- _Problem_:
If a line holds the word "AddingTodo", copy it from the entries.

- _Records shown_:
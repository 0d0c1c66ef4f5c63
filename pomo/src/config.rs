use anyhow::{Context, Result};
use directories::ProjectDirs;
use ratatui::style::Color;
use serde::Deserialize;
use std::fs;

#[derive(Debug, Deserialize, Clone)]
#[serde(default)]
pub struct Config {
    pub theme: Theme,
    pub icons: Icons,
    pub update: UpdateConfig,
}

#[derive(Debug, Deserialize, Clone)]
#[serde(default)]
pub struct Theme {
    #[serde(deserialize_with = "hex_to_color")]
    pub background: Color,
    #[serde(deserialize_with = "hex_to_color")]
    pub foreground: Color,
    #[serde(deserialize_with = "hex_to_color")]
    pub selection: Color,
    #[serde(deserialize_with = "hex_to_color")]
    pub surface: Color,
    #[serde(deserialize_with = "hex_to_color")]
    pub red: Color,
    #[serde(deserialize_with = "hex_to_color")]
    pub green: Color,
    #[serde(deserialize_with = "hex_to_color")]
    pub yellow: Color,
    #[serde(deserialize_with = "hex_to_color")]
    pub blue: Color,
    #[serde(deserialize_with = "hex_to_color")]
    pub magenta: Color,
    #[serde(deserialize_with = "hex_to_color")]
    pub gray: Color,
}

#[derive(Debug, Deserialize, Clone)]
#[serde(default)]
pub struct Icons {
    pub timer: String,
    pub todos: String,
    pub notes: String,
    pub play: String,
    pub stop: String,
    pub pending: String,
    pub done: String,
    pub select: String,
    pub input_cursor: String,
    pub header_left: String,
    pub header_right: String,
}

/// Update scheduling preferences; the runtime dismissal state lives in the
/// data directory instead.
#[derive(Debug, Deserialize, Clone)]
#[serde(default)]
pub struct UpdateConfig {
    pub auto_check: bool,
    pub check_on_launch: bool,
    /// Hours between automatic re-checks; 0 disables them.
    pub interval_hours: u32,
}

impl Default for Config {
    fn default() -> Self {
        Self {
            theme: Theme::default(),
            icons: Icons::default(),
            update: UpdateConfig::default(),
        }
    }
}

impl Default for Theme {
    fn default() -> Self {
        Self {
            background: Color::Rgb(18, 16, 15),
            foreground: Color::Rgb(212, 205, 195),
            selection: Color::Rgb(215, 153, 90),
            surface: Color::Rgb(34, 30, 27),
            red: Color::Rgb(204, 98, 92),
            green: Color::Rgb(140, 163, 110),
            yellow: Color::Rgb(209, 174, 108),
            blue: Color::Rgb(116, 153, 181),
            magenta: Color::Rgb(169, 136, 176),
            gray: Color::Rgb(134, 128, 120),
        }
    }
}

impl Default for Icons {
    fn default() -> Self {
        Self {
            timer: "◷".to_string(),
            todos: "⬢".to_string(),
            notes: "✎".to_string(),
            play: "▶".to_string(),
            stop: "■".to_string(),
            pending: "☐".to_string(),
            done: "☑".to_string(),
            select: "▸".to_string(),
            input_cursor: "▊".to_string(),
            header_left: "⟪ ".to_string(),
            header_right: " ⟫".to_string(),
        }
    }
}

impl Default for UpdateConfig {
    fn default() -> Self {
        Self {
            auto_check: true,
            check_on_launch: true,
            interval_hours: 24,
        }
    }
}

fn hex_to_color<'de, D>(deserializer: D) -> Result<Color, D::Error>
where
    D: serde::Deserializer<'de>,
{
    let s: String = serde::Deserialize::deserialize(deserializer)?;
    if !s.starts_with('#') || s.len() != 7 {
        return Err(serde::de::Error::custom("invalid hex color format"));
    }
    let r = u8::from_str_radix(&s[1..3], 16).map_err(serde::de::Error::custom)?;
    let g = u8::from_str_radix(&s[3..5], 16).map_err(serde::de::Error::custom)?;
    let b = u8::from_str_radix(&s[5..7], 16).map_err(serde::de::Error::custom)?;
    Ok(Color::Rgb(r, g, b))
}

pub fn load_config() -> Result<Config> {
    match ProjectDirs::from("com", "pabloagn", "pomo") {
        Some(proj_dirs) => {
            let path = proj_dirs.config_dir().join("pomo.toml");
            if path.exists() {
                let config_str = fs::read_to_string(&path)
                    .with_context(|| format!("Failed to read config file at {:?}", path))?;
                toml::from_str(&config_str)
                    .with_context(|| format!("Failed to parse config file at {:?}", path))
            } else {
                Ok(Config::default())
            }
        }
        None => Ok(Config::default()),
    }
}

#[cfg(test)]
mod tests {
    use super::*;

    #[test]
    fn empty_toml_yields_defaults() {
        let config: Config = toml::from_str("").unwrap();
        assert!(config.update.auto_check);
        assert!(config.update.check_on_launch);
        assert_eq!(config.update.interval_hours, 24);
        assert_eq!(config.icons.select, "▸");
    }

    #[test]
    fn partial_sections_keep_remaining_defaults() {
        let config: Config = toml::from_str(
            r##"
            [update]
            interval_hours = 6
            check_on_launch = false

            [theme]
            red = "#ff0000"
            "##,
        )
        .unwrap();
        assert_eq!(config.update.interval_hours, 6);
        assert!(!config.update.check_on_launch);
        assert!(config.update.auto_check);
        assert_eq!(config.theme.red, Color::Rgb(255, 0, 0));
        assert_eq!(config.theme.green, Theme::default().green);
    }

    #[test]
    fn invalid_hex_color_is_rejected() {
        let result: std::result::Result<Config, _> = toml::from_str(
            r##"
            [theme]
            red = "red"
            "##,
        );
        assert!(result.is_err());

        let result: std::result::Result<Config, _> = toml::from_str(
            r##"
            [theme]
            red = "#ff00"
            "##,
        );
        assert!(result.is_err());
    }
}
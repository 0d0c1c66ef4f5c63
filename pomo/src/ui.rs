use crate::app::{App, AppMode};
use crate::config::Config;
use crate::update::UpdateChecker;
use ratatui::{
    layout::{Alignment, Constraint, Direction, Layout, Rect},
    style::{Modifier, Style},
    text::{Line, Span},
    widgets::{Block, BorderType, Borders, Clear, Gauge, List, ListItem, Paragraph, Wrap},
    Frame,
};

pub fn draw(f: &mut Frame, app: &App, checker: &UpdateChecker, config: &Config) {
    let area = f.area();
    let chunks = Layout::default()
        .direction(Direction::Vertical)
        .constraints([
            Constraint::Length(3),
            Constraint::Length(5),
            Constraint::Min(6),
            Constraint::Length(2),
        ])
        .split(area);

    draw_header(f, chunks[0], config);
    draw_timer(f, chunks[1], app, config);

    let body = Layout::default()
        .direction(Direction::Horizontal)
        .constraints([Constraint::Percentage(55), Constraint::Percentage(45)])
        .split(chunks[2]);
    draw_todos(f, body[0], app, config);
    draw_notes(f, body[1], app, config);

    draw_status_bar(f, chunks[3], app, checker, config);

    match app.mode {
        AppMode::AddingTodo => draw_input_overlay(f, "New Todo", &app.input_buffer, config),
        AppMode::EditingFocus => {
            let title = format!("Focus Minutes (now {})", app.timer.focus_secs() / 60);
            draw_input_overlay(f, &title, &app.input_buffer, config)
        }
        AppMode::EditingBreak => {
            let title = format!("Break Minutes (now {})", app.timer.break_secs() / 60);
            draw_input_overlay(f, &title, &app.input_buffer, config)
        }
        AppMode::EditingNotes => draw_notes_overlay(f, &app.input_buffer, config),
        AppMode::UpdatePrompt => draw_update_overlay(f, checker, config),
        AppMode::Normal => {}
    }
}

fn draw_header(f: &mut Frame, area: Rect, config: &Config) {
    let theme = &config.theme;
    let icons = &config.icons;
    let text = Line::from(vec![
        Span::raw(icons.header_left.clone()),
        Span::styled(
            "POMO",
            Style::default().fg(theme.blue).add_modifier(Modifier::BOLD),
        ),
        Span::raw(icons.header_right.clone()),
    ]);
    f.render_widget(
        Paragraph::new(text).alignment(Alignment::Center).block(
            Block::default()
                .borders(Borders::BOTTOM)
                .border_style(Style::default().fg(theme.surface)),
        ),
        area,
    );
}

fn draw_timer(f: &mut Frame, area: Rect, app: &App, config: &Config) {
    let theme = &config.theme;
    let icons = &config.icons;
    let timer = &app.timer;

    let phase = if timer.is_on_break() { "Break" } else { "Focus" };
    let state_icon = if timer.is_running() {
        &icons.play
    } else {
        &icons.stop
    };
    let remaining = timer.remaining();
    let time_str = format!("{:02}:{:02}", remaining / 60, remaining % 60);

    let block = Block::default()
        .title(Span::styled(
            format!(" {} {} {} ", icons.timer, phase, state_icon),
            Style::default().fg(theme.gray),
        ))
        .borders(Borders::ALL)
        .border_type(BorderType::Rounded)
        .border_style(Style::default().fg(theme.green));
    let inner_area = block.inner(area);
    f.render_widget(block, area);

    let v_chunks = Layout::default()
        .direction(Direction::Vertical)
        .margin(1)
        .constraints([Constraint::Length(1), Constraint::Length(1)])
        .split(inner_area);
    f.render_widget(
        Paragraph::new(time_str)
            .style(
                Style::default()
                    .fg(theme.foreground)
                    .add_modifier(Modifier::BOLD),
            )
            .alignment(Alignment::Center),
        v_chunks[0],
    );
    f.render_widget(
        Gauge::default()
            .gauge_style(Style::default().fg(theme.blue).bg(theme.surface))
            .percent((timer.progress() * 100.0) as u16),
        v_chunks[1],
    );
}

fn draw_todos(f: &mut Frame, area: Rect, app: &App, config: &Config) {
    let theme = &config.theme;
    let icons = &config.icons;
    let block = Block::default()
        .title(Span::styled(
            format!(" {} Todos ", icons.todos),
            Style::default().fg(theme.gray),
        ))
        .borders(Borders::ALL)
        .border_type(BorderType::Rounded)
        .border_style(Style::default().fg(theme.green));
    let inner_area = block.inner(area);
    f.render_widget(block, area);

    if app.todos.is_empty() {
        f.render_widget(
            Paragraph::new("No todos. Press 'a' to add one.")
                .style(Style::default().fg(theme.gray))
                .alignment(Alignment::Center),
            inner_area,
        );
        return;
    }

    let items: Vec<ListItem> = app
        .todos
        .iter()
        .enumerate()
        .map(|(i, todo)| {
            let marker = if i == app.selected_todo {
                Span::styled(icons.select.clone(), Style::default().fg(theme.selection))
            } else {
                Span::raw(" ")
            };
            let check = Span::raw(format!(
                " {} ",
                if todo.done { &icons.done } else { &icons.pending }
            ));
            let title = Span::styled(
                todo.title.clone(),
                if todo.done {
                    Style::default()
                        .fg(theme.gray)
                        .add_modifier(Modifier::CROSSED_OUT)
                } else {
                    Style::default().fg(theme.foreground)
                },
            );
            let mut item = ListItem::new(Line::from(vec![marker, check, title]));
            if i == app.selected_todo {
                item = item.style(Style::default().bg(theme.surface));
            }
            item
        })
        .collect();
    f.render_widget(List::new(items), inner_area);
}

fn draw_notes(f: &mut Frame, area: Rect, app: &App, config: &Config) {
    let theme = &config.theme;
    let icons = &config.icons;
    let block = Block::default()
        .title(Span::styled(
            format!(" {} Notes ", icons.notes),
            Style::default().fg(theme.gray),
        ))
        .borders(Borders::ALL)
        .border_type(BorderType::Rounded)
        .border_style(Style::default().fg(theme.green));
    let inner_area = block.inner(area);
    f.render_widget(block, area);

    let body = if app.notes.is_empty() {
        Paragraph::new("Press 'n' to jot something down.").style(Style::default().fg(theme.gray))
    } else {
        Paragraph::new(app.notes.as_str())
            .style(Style::default().fg(theme.foreground))
            .wrap(Wrap { trim: false })
    };
    f.render_widget(body, inner_area);
}

fn draw_status_bar(f: &mut Frame, area: Rect, app: &App, checker: &UpdateChecker, config: &Config) {
    let theme = &config.theme;
    let (mode_text, mode_color) = match app.mode {
        AppMode::Normal => ("NORMAL", theme.green),
        AppMode::AddingTodo => ("INSERT", theme.yellow),
        AppMode::EditingNotes => ("NOTES", theme.blue),
        AppMode::EditingFocus | AppMode::EditingBreak => ("TIME", theme.blue),
        AppMode::UpdatePrompt => ("UPDATE", theme.magenta),
    };
    let help = match app.mode {
        AppMode::Normal => {
            "space:start/stop │ r/b:reset │ t/T:durations │ a:add │ d:del │ x:done │ n:notes │ u:update │ q:quit"
        }
        AppMode::EditingNotes => "esc:save",
        AppMode::UpdatePrompt => "d:download │ s:skip │ l:later │ esc:dismiss",
        _ => "enter:confirm │ esc:cancel",
    };

    let rows = Layout::default()
        .direction(Direction::Vertical)
        .constraints([Constraint::Length(1), Constraint::Length(1)])
        .split(area);

    f.render_widget(
        Paragraph::new(Line::from(vec![
            Span::styled(
                format!(" {} ", mode_text),
                Style::default()
                    .bg(mode_color)
                    .fg(theme.background)
                    .add_modifier(Modifier::BOLD),
            ),
            Span::raw(" "),
            Span::raw(help),
        ]))
        .block(Block::default().style(Style::default().bg(theme.surface).fg(theme.gray))),
        rows[0],
    );
    f.render_widget(
        Paragraph::new(update_status_line(checker, config))
            .block(Block::default().style(Style::default().bg(theme.surface))),
        rows[1],
    );
}

fn update_status_line(checker: &UpdateChecker, config: &Config) -> Line<'static> {
    let theme = &config.theme;
    if checker.is_checking {
        return Line::from(Span::styled(
            " Checking for updates...",
            Style::default().fg(theme.gray),
        ));
    }
    if checker.is_downloading {
        return Line::from(Span::styled(
            format!(
                " Downloading update... {:.0}%",
                checker.download_progress * 100.0
            ),
            Style::default().fg(theme.yellow),
        ));
    }
    if let Some(message) = &checker.error_message {
        return Line::from(Span::styled(
            format!(" {}", message),
            Style::default().fg(theme.red),
        ));
    }
    if checker.update_available {
        let tag = checker
            .latest_release
            .as_ref()
            .map(|r| r.tag.as_str())
            .unwrap_or("?");
        return Line::from(Span::styled(
            format!(" Update {} available - press 'u'", tag),
            Style::default().fg(theme.yellow),
        ));
    }
    if let Some(path) = &checker.last_download {
        let name = path
            .file_name()
            .map(|n| n.to_string_lossy().into_owned())
            .unwrap_or_default();
        return Line::from(Span::styled(
            format!(" Saved {} to your downloads folder", name),
            Style::default().fg(theme.green),
        ));
    }
    Line::from(Span::styled(
        concat!(" pomo v", env!("CARGO_PKG_VERSION")),
        Style::default().fg(theme.gray),
    ))
}

fn draw_input_overlay(f: &mut Frame, title: &str, input: &str, config: &Config) {
    let theme = &config.theme;
    let area = centered_rect(50, 20, f.area());
    f.render_widget(Clear, area);
    let block = Block::default()
        .title(format!(" {} ", title))
        .borders(Borders::ALL)
        .border_style(Style::default().fg(theme.yellow))
        .border_type(BorderType::Double)
        .style(Style::default().bg(theme.background));
    let inner_area = block.inner(area);
    f.render_widget(block, area);
    f.render_widget(
        Paragraph::new(Line::from(vec![
            Span::styled("▸ ", Style::default().fg(theme.foreground)),
            Span::styled(input, Style::default().fg(theme.foreground)),
            Span::styled(
                &config.icons.input_cursor,
                Style::default()
                    .fg(theme.foreground)
                    .add_modifier(Modifier::SLOW_BLINK),
            ),
        ])),
        inner_area,
    );
}

fn draw_notes_overlay(f: &mut Frame, draft: &str, config: &Config) {
    let theme = &config.theme;
    let area = centered_rect(60, 60, f.area());
    f.render_widget(Clear, area);
    let block = Block::default()
        .title(" Notes (esc saves) ")
        .borders(Borders::ALL)
        .border_style(Style::default().fg(theme.yellow))
        .border_type(BorderType::Double)
        .style(Style::default().bg(theme.background));
    let inner_area = block.inner(area);
    f.render_widget(block, area);

    let mut text = draft.to_string();
    text.push_str(&config.icons.input_cursor);
    f.render_widget(
        Paragraph::new(text)
            .style(Style::default().fg(theme.foreground))
            .wrap(Wrap { trim: false }),
        inner_area,
    );
}

fn draw_update_overlay(f: &mut Frame, checker: &UpdateChecker, config: &Config) {
    let theme = &config.theme;
    let area = centered_rect(60, 50, f.area());
    f.render_widget(Clear, area);
    let block = Block::default()
        .title(" Update Available ")
        .borders(Borders::ALL)
        .border_style(Style::default().fg(theme.magenta))
        .border_type(BorderType::Double)
        .style(Style::default().bg(theme.background));
    let inner_area = block.inner(area);
    f.render_widget(block, area);

    let mut lines: Vec<Line> = vec![];
    if let Some(release) = &checker.latest_release {
        lines.push(Line::from(vec![
            Span::styled(release.title.clone(), Style::default().fg(theme.foreground)),
            Span::styled(
                format!("  ({})", release.published_at.format("%Y-%m-%d")),
                Style::default().fg(theme.gray),
            ),
        ]));
        lines.push(Line::from(Span::styled(
            format!(
                "{} -> {}",
                env!("CARGO_PKG_VERSION"),
                release.tag
            ),
            Style::default().fg(theme.yellow),
        )));
        lines.push(Line::from(""));
        for note_line in release.notes.lines().take(8) {
            lines.push(Line::from(Span::styled(
                note_line.to_string(),
                Style::default().fg(theme.gray),
            )));
        }
        lines.push(Line::from(""));
    }
    lines.push(Line::from(Span::styled(
        "d: download   s: skip this version   l: remind me later   esc: dismiss",
        Style::default().fg(theme.foreground),
    )));

    f.render_widget(
        Paragraph::new(lines).wrap(Wrap { trim: false }),
        inner_area,
    );
}

fn centered_rect(percent_x: u16, percent_y: u16, r: Rect) -> Rect {
    let popup_layout = Layout::default()
        .direction(Direction::Vertical)
        .constraints([
            Constraint::Percentage((100 - percent_y) / 2),
            Constraint::Percentage(percent_y),
            Constraint::Percentage((100 - percent_y) / 2),
        ])
        .split(r);
    Layout::default()
        .direction(Direction::Horizontal)
        .constraints([
            Constraint::Percentage((100 - percent_x) / 2),
            Constraint::Percentage(percent_x),
            Constraint::Percentage((100 - percent_x) / 2),
        ])
        .split(popup_layout[1])[1]
}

- _Output_:
        AppMode::AddingTodo => draw_input_overlay(f, "New Todo", &app.input_buffer, config),
        AppMode::AddingTodo => ("INSERT", theme.yellow),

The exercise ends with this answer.